Marcus opened the second note. Like the first it was written in pencil. He read:

  Don’t think I admit your behaviour is excusable in any way. You have treated me badly and shown that whatever respect I had for you was founded on an illusion. I don’t forgive you. When I said I saw your point of view I didn’t mean that I accepted it or regarded it as anything but base. Do as you like.

  J.B.

  Marcus read these letters coldly, and with a feeling of horror. He knew at once what he would have to do, and that all his hopes of freedom were shattered. There was no need now to pack. He saw too, that for the time being at any rate, he would have to treat Mr. Burnaby almost as if he were sick mentally. He would be tied to him. His imprisonment would be just as rigorous as before, and partly because he saw it now so clearly as an imprisonment, infinitely more irksome. He felt inclined to get back into bed and pull the bedclothes over his head. But he didn’t. After considering the bleak prospect for a minute or two he crossed the landing to the bathroom. He washed and dressed rather more carefully than usual; then he put on his outdoor shoes and went upstairs to see Mr. Burnaby.

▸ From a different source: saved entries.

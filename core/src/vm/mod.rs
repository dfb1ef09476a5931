//! Register bytecode VM subsystem
//!
//! This module contains the instruction set, the AST-to-bytecode compiler,
//! the execution engine, and the disassembler.

pub mod bytecode;
mod compiler;
mod disasm;
mod exec;
mod frame;
pub mod insn;

pub use bytecode::{Proto, ProtoDebug, UpvalDesc};
pub use compiler::{Compiler, compile_block, compile_function};
pub use disasm::{disassemble, disassemble_insn};
pub use exec::Vm;
pub use frame::Frame;
pub use insn::{Insn, KIdx, RK, Reg, Temp};

#[cfg(test)]
mod vm_test;
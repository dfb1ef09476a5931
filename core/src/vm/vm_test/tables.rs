use super::*;

#[test]
fn test_vm_table_constructor_mixed_fields() {
    // t = {10, 20, [5] = 50, x = 1}
    let block = Block::new(vec![assign(
        "t",
        Expr::Table(vec![
            TableItem::Positional(Expr::num(10.0)),
            TableItem::Positional(Expr::num(20.0)),
            TableItem::Keyed(Expr::num(5.0), Expr::num(50.0)),
            TableItem::Named("x".to_string(), Expr::num(1.0)),
        ]),
    )]);
    let mut vm = Vm::new();
    vm.exec(&block).unwrap();
    let t = match vm.get_global("t") {
        Value::Table(t) => t,
        other => panic!("expected table, got {other:?}"),
    };
    let t = t.borrow();
    assert_eq!(t.get(&Value::Num(1.0)), Value::Num(10.0));
    assert_eq!(t.get(&Value::Num(2.0)), Value::Num(20.0));
    assert_eq!(t.get(&Value::Num(5.0)), Value::Num(50.0));
    assert_eq!(t.get_str("x"), Value::Num(1.0));
    assert_eq!(t.get(&Value::Num(3.0)), Value::Nil);
}

#[test]
fn test_vm_table_positional_keys_ignore_keyed_interleaving() {
    // t = {[50] = "far", 10, x = 1, 20}; positional fields still land at 1, 2
    let block = Block::new(vec![assign(
        "t",
        Expr::Table(vec![
            TableItem::Keyed(Expr::num(50.0), Expr::str("far")),
            TableItem::Positional(Expr::num(10.0)),
            TableItem::Named("x".to_string(), Expr::num(1.0)),
            TableItem::Positional(Expr::num(20.0)),
        ]),
    )]);
    let mut vm = Vm::new();
    vm.exec(&block).unwrap();
    let t = match vm.get_global("t") {
        Value::Table(t) => t,
        other => panic!("expected table, got {other:?}"),
    };
    let t = t.borrow();
    assert_eq!(t.get(&Value::Num(1.0)), Value::Num(10.0));
    assert_eq!(t.get(&Value::Num(2.0)), Value::Num(20.0));
    assert_eq!(t.get(&Value::Num(50.0)), Value::str("far"));
}

#[test]
fn test_vm_index_read() {
    // t = {x = {y = 9}}; return t.x.y
    let block = Block::with_ret(
        vec![assign(
            "t",
            Expr::Table(vec![TableItem::Named(
                "x".to_string(),
                Expr::Table(vec![TableItem::Named("y".to_string(), Expr::num(9.0))]),
            )]),
        )],
        vec![Expr::field(Expr::field(Expr::name("t"), "x"), "y")],
    );
    assert_eq!(exec_one(&block), Value::Num(9.0));
}

#[test]
fn test_vm_absent_key_reads_nil() {
    let block = Block::with_ret(
        vec![assign("t", Expr::Table(vec![]))],
        vec![Expr::field(Expr::name("t"), "missing")],
    );
    assert_eq!(exec_one(&block), Value::Nil);
}

#[test]
fn test_vm_table_len_is_dense_prefix() {
    // return #{1, 2, 3, [5] = 9}
    let block = Block::with_ret(
        vec![],
        vec![Expr::un(
            UnOp::Len,
            Expr::Table(vec![
                TableItem::Positional(Expr::num(1.0)),
                TableItem::Positional(Expr::num(2.0)),
                TableItem::Positional(Expr::num(3.0)),
                TableItem::Keyed(Expr::num(5.0), Expr::num(9.0)),
            ]),
        )],
    );
    assert_eq!(exec_one(&block), Value::Num(3.0));
}

#[test]
fn test_vm_index_non_table_errors() {
    // return (5).x
    let block = Block::with_ret(vec![], vec![Expr::field(Expr::num(5.0), "x")]);
    let err = Vm::new().exec(&block).unwrap_err();
    assert!(err.to_string().contains("attempt to index a number value"));
}

#[test]
fn test_vm_nil_table_key_write_errors() {
    // t = {[k] = 1} where k evaluates to nil
    let block = Block::new(vec![assign(
        "t",
        Expr::Table(vec![TableItem::Keyed(Expr::name("undefined"), Expr::num(1.0))]),
    )]);
    let err = Vm::new().exec(&block).unwrap_err();
    assert!(err.to_string().contains("table index is nil"));
}

#[test]
fn test_vm_tables_compare_by_identity() {
    // a = {}; b = {}; c = a; return a == b, a == c
    let block = Block::with_ret(
        vec![
            assign("a", Expr::Table(vec![])),
            assign("b", Expr::Table(vec![])),
            assign("c", Expr::name("a")),
        ],
        vec![
            Expr::bin(Expr::name("a"), BinOp::Eq, Expr::name("b")),
            Expr::bin(Expr::name("a"), BinOp::Eq, Expr::name("c")),
        ],
    );
    assert_eq!(exec(&block), vec![Value::Bool(false), Value::Bool(true)]);
}
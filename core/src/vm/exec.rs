//! The fetch-decode-execute engine and call-stack management.

use std::cell::RefCell;
use std::rc::Rc;

use anyhow::{Result, bail};
use tracing::{debug, trace};

use crate::ast::Block;
use crate::val::{Closure, Table, Value};
use crate::vm::bytecode::{Proto, UpvalDesc};
use crate::vm::compiler::compile_block;
use crate::vm::frame::Frame;
use crate::vm::insn::{Insn, RK, Reg};

/// Call-stack depth limit; recursion past this is a runtime error rather
/// than a host stack overflow.
const MAX_DEPTH: usize = 1024;

/// The virtual machine: a global table plus a stack of activation frames,
/// last-is-current.
pub struct Vm {
    pub globals: Rc<RefCell<Table>>,
    frames: Vec<Frame>,
    root_ret: Vec<Value>,
}

impl Default for Vm {
    fn default() -> Self {
        Self::new()
    }
}
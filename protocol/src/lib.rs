use thiserror::Error;

pub mod client;
pub mod ids;
pub mod server;

pub use client::{Format, MessageKind, RoomUpdate, SpeakPayload};
pub use ids::{MessageId, RoomId, UploadId, UserId};
pub use server::{
    MessagesEnvelope, RoomAttributes, RoomEnvelope, RoomSummary, RoomsEnvelope,
    TranscriptEntry, Upload, UploadEnvelope, UploadsEnvelope, User, UserEnvelope, UserRecord,
    WireMessage, parse_timestamp,
};

#[derive(Error, Debug, Clone, PartialEq)]
pub enum ProtocolError {
    #[error("Missing required field: {0}")]
    MissingField(String),

    #[error("Invalid timestamp: {0}")]
    InvalidTimestamp(String),

    #[error("Invalid identifier: {0}")]
    InvalidId(String),
}
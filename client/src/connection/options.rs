use std::fmt;

use anyhow::{Context, Result};

const DEFAULT_DOMAIN: &str = "campfirenow.com";

/// Account and credentials for an [`HttpConnection`](super::HttpConnection)
#[derive(Clone)]
pub struct ConnectionOptions {
    pub subdomain: String,
    pub token: String,
    pub ssl: bool,
    /// Replaces the `{subdomain}.campfirenow.com` root entirely
    pub base_uri: Option<String>,
}

impl ConnectionOptions {
    pub fn new(subdomain: impl Into<String>, token: impl Into<String>) -> Self {
        Self {
            subdomain: subdomain.into(),
            token: token.into(),
            ssl: true,
            base_uri: None,
        }
    }

    pub fn with_base_uri(mut self, base_uri: impl Into<String>) -> Self {
        self.base_uri = Some(base_uri.into());
        self
    }

    pub fn without_ssl(mut self) -> Self {
        self.ssl = false;
        self
    }

    pub fn base_uri(&self) -> String {
        match &self.base_uri {
            Some(uri) => uri.clone(),
            None => {
                let scheme = if self.ssl { "https" } else { "http" };
                format!("{}://{}.{}", scheme, self.subdomain, DEFAULT_DOMAIN)
            }
        }
    }

    /// Read `CAMPFIRE_SUBDOMAIN`, `CAMPFIRE_TOKEN`, and optionally
    /// `CAMPFIRE_SSL` and `CAMPFIRE_URL`
    pub fn from_env() -> Result<Self> {
        Self::from_lookup(|key| std::env::var(key).ok())
    }

    fn from_lookup(lookup: impl Fn(&str) -> Option<String>) -> Result<Self> {
        let subdomain = lookup("CAMPFIRE_SUBDOMAIN").context("CAMPFIRE_SUBDOMAIN is not set")?;
        let token = lookup("CAMPFIRE_TOKEN").context("CAMPFIRE_TOKEN is not set")?;

        let mut options = Self::new(subdomain, token);

        if let Some(ssl) = lookup("CAMPFIRE_SSL")
            && matches!(ssl.trim().to_ascii_lowercase().as_str(), "0" | "false" | "no")
        {
            options = options.without_ssl();
        }

        if let Some(uri) = lookup("CAMPFIRE_URL") {
            options = options.with_base_uri(uri);
        }

        Ok(options)
    }
}

impl fmt::Debug for ConnectionOptions {
    fn fmt(&self, f: &mut fmt::Formatter<'_>) -> fmt::Result {
        f.debug_struct("ConnectionOptions")
            .field("subdomain", &self.subdomain)
            .field("token", &"<redacted>")
            .field("ssl", &self.ssl)
            .field("base_uri", &self.base_uri)
            .finish()
    }
}
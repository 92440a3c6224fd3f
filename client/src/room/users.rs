use anyhow::Result;
use campfire_protocol::client::user_path;
use campfire_protocol::{User, UserEnvelope, UserId};

use super::Room;
use crate::connection::{Connection, decode};

impl<C: Connection> Room<C> {
    /// Look up a user, preferring the room's freshly loaded roster.
    ///
    /// `None` in gives `None` out without any request. A user missing from the
    /// roster is fetched directly; `Ok(None)` means the service does not know
    /// the id. Failed requests and records without `created_at` are errors.
    pub async fn user(&mut self, id: Option<UserId>) -> Result<Option<User>> {
        let Some(id) = id else {
            return Ok(None);
        };

        let in_roster = self.users().await?.iter().find(|user| user.id == id).cloned();

        let record = match in_roster {
            Some(record) => record,
            None => {
                let path = user_path(id);
                tracing::debug!(room_id = %self.id, user_id = %id, "User not in roster, fetching");

                let envelope: UserEnvelope = decode(self.connection.get(&path).await?, &path)?;
                match envelope.user {
                    Some(record) => record,
                    None => return Ok(None),
                }
            }
        };

        Ok(Some(User::from_record(&record)?))
    }
}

  Mr. Burnaby was sitting up in bed, very small and lean and haggard. He was unshaven and the bristles on his face were white. He was looking at the doorway when Marcus came in, but after a glance at Marcus’s face, he turned his head away quickly and lay down in the bed. “What do you want?” he demanded roughly.

  Marcus hardly knew how to reply. “I got your letters,” he said at last.

  “Did you read the second one?”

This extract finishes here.